(Dataset entries)
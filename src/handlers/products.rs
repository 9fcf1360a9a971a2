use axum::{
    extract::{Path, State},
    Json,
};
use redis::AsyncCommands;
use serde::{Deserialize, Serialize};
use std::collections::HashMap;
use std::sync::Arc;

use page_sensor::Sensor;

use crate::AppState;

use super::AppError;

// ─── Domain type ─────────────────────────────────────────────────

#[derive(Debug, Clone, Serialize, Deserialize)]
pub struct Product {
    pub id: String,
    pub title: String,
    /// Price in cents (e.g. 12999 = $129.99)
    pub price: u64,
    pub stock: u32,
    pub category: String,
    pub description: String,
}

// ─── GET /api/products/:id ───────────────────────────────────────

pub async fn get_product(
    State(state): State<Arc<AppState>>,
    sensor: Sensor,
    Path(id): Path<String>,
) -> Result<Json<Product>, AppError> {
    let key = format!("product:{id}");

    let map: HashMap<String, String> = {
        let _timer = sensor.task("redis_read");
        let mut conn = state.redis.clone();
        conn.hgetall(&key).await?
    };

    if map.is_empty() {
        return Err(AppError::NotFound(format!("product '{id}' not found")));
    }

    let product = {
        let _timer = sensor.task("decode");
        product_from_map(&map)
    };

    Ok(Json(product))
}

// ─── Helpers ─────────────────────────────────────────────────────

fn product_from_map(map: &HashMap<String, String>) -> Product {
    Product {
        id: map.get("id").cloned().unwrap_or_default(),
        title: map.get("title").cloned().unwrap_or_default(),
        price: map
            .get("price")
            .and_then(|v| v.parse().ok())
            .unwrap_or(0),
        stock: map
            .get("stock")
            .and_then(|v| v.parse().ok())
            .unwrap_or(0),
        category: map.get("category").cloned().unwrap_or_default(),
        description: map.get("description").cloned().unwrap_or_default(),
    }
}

--

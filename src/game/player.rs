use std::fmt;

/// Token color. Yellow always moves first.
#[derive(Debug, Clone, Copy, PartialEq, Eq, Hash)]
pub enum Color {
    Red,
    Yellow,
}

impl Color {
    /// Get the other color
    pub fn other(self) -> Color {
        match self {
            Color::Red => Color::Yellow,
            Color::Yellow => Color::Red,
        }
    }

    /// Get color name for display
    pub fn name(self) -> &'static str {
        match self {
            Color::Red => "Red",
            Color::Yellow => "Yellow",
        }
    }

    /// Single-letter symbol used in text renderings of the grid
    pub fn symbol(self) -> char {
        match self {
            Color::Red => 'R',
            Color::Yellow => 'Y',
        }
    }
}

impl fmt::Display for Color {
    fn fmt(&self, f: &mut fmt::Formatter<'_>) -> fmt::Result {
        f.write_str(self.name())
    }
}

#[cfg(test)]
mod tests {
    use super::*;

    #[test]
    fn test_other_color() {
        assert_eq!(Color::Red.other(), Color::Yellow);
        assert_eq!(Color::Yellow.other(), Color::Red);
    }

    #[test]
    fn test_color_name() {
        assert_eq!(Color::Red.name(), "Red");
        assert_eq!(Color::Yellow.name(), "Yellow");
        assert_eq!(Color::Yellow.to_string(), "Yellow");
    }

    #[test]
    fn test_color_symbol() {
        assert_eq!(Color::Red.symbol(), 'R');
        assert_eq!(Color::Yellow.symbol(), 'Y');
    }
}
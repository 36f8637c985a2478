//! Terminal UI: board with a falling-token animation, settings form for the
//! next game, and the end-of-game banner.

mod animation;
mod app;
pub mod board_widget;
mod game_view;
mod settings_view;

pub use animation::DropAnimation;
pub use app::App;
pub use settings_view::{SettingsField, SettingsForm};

---

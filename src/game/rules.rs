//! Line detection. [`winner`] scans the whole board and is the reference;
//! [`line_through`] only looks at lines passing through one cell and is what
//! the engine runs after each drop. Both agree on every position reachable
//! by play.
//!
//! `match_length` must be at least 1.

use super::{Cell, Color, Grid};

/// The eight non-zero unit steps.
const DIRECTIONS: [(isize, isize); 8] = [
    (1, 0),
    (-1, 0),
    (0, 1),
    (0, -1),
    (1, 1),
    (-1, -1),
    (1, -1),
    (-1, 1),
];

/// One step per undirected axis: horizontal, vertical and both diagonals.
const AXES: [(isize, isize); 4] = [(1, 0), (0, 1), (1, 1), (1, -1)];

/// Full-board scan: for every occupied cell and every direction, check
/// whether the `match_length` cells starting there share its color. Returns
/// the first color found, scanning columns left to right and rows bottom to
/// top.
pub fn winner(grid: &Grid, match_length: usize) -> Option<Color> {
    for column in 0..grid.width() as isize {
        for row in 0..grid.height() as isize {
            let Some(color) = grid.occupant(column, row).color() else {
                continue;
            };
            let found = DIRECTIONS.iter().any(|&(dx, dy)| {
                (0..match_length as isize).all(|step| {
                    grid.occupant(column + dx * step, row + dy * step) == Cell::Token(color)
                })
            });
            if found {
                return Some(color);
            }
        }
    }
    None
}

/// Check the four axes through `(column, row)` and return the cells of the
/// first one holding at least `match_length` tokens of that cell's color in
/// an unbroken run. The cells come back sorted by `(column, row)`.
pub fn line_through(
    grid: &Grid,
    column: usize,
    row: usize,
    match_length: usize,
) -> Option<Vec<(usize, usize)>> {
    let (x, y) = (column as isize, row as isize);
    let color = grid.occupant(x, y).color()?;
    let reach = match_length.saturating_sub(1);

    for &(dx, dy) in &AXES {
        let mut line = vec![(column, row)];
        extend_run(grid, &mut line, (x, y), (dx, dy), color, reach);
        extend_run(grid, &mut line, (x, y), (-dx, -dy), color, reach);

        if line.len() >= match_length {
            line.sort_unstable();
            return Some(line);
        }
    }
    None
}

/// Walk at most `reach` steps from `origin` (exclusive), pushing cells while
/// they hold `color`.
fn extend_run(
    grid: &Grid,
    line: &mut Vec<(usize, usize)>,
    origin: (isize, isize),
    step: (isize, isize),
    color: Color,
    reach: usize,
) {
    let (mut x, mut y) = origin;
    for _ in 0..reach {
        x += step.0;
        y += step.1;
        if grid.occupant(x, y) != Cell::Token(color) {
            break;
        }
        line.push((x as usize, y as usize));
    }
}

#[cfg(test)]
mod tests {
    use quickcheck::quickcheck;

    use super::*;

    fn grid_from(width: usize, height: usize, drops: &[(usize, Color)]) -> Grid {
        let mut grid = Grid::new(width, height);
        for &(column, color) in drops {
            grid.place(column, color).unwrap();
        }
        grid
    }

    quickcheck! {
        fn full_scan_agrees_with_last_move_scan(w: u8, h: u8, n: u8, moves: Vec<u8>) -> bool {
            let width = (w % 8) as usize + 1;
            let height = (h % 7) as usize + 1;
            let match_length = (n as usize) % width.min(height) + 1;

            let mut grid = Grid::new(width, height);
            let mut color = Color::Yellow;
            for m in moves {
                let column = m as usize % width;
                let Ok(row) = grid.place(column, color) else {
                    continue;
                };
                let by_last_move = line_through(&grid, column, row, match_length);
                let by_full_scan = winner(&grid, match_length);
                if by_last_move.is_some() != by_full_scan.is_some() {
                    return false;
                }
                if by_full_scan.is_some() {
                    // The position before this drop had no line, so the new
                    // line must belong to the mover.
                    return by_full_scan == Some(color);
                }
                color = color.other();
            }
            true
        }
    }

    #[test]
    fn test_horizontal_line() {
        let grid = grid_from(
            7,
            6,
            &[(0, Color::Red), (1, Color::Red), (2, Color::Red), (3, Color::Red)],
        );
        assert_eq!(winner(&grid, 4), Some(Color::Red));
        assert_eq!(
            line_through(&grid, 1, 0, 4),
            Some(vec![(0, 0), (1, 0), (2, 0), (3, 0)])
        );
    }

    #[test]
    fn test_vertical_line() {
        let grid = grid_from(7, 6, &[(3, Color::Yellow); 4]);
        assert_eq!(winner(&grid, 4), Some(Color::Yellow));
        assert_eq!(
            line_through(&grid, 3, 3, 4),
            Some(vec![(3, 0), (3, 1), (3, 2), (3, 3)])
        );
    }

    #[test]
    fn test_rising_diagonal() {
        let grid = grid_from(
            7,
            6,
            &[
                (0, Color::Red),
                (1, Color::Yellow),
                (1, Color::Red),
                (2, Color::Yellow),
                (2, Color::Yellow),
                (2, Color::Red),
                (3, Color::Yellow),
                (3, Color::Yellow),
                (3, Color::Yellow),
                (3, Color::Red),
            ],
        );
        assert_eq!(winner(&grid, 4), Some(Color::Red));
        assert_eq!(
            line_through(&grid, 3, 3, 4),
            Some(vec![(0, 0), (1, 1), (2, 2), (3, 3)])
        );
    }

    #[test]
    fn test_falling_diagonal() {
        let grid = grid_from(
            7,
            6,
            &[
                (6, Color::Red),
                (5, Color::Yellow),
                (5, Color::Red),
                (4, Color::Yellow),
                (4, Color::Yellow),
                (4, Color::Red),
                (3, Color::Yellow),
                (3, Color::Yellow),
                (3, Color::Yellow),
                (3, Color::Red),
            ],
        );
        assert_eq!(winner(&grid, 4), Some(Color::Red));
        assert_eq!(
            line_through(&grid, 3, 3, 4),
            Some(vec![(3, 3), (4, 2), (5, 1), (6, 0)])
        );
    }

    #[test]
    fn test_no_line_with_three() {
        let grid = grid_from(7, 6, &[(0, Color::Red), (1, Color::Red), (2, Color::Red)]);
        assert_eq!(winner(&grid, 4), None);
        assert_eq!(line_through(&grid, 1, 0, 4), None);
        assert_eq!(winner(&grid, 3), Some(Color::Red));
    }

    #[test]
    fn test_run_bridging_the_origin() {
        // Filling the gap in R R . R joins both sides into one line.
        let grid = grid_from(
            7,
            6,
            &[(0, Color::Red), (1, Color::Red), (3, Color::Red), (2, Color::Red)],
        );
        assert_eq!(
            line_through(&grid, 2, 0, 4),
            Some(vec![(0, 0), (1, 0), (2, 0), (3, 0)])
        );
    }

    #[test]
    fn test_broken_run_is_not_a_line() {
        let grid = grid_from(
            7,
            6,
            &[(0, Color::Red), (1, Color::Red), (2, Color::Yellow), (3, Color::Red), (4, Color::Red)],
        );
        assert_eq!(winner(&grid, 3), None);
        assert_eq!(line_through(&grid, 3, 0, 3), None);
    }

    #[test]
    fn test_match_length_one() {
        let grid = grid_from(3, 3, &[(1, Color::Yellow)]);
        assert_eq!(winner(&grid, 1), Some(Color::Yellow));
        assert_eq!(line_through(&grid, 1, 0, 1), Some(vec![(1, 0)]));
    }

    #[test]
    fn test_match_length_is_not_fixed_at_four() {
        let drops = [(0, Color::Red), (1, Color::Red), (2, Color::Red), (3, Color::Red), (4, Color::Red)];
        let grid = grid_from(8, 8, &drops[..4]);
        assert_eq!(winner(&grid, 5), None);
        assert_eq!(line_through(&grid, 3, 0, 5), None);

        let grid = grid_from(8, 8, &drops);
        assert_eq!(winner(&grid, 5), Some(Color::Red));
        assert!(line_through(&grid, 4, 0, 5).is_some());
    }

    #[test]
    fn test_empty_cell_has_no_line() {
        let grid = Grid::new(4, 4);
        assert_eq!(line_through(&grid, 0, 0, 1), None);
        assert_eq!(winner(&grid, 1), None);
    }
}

- WHAT THE EXERCISE ASKS
A single number is expected: the count of lines in the entries that carry the string "height".

- ANSWER TO THE EXERCISE
6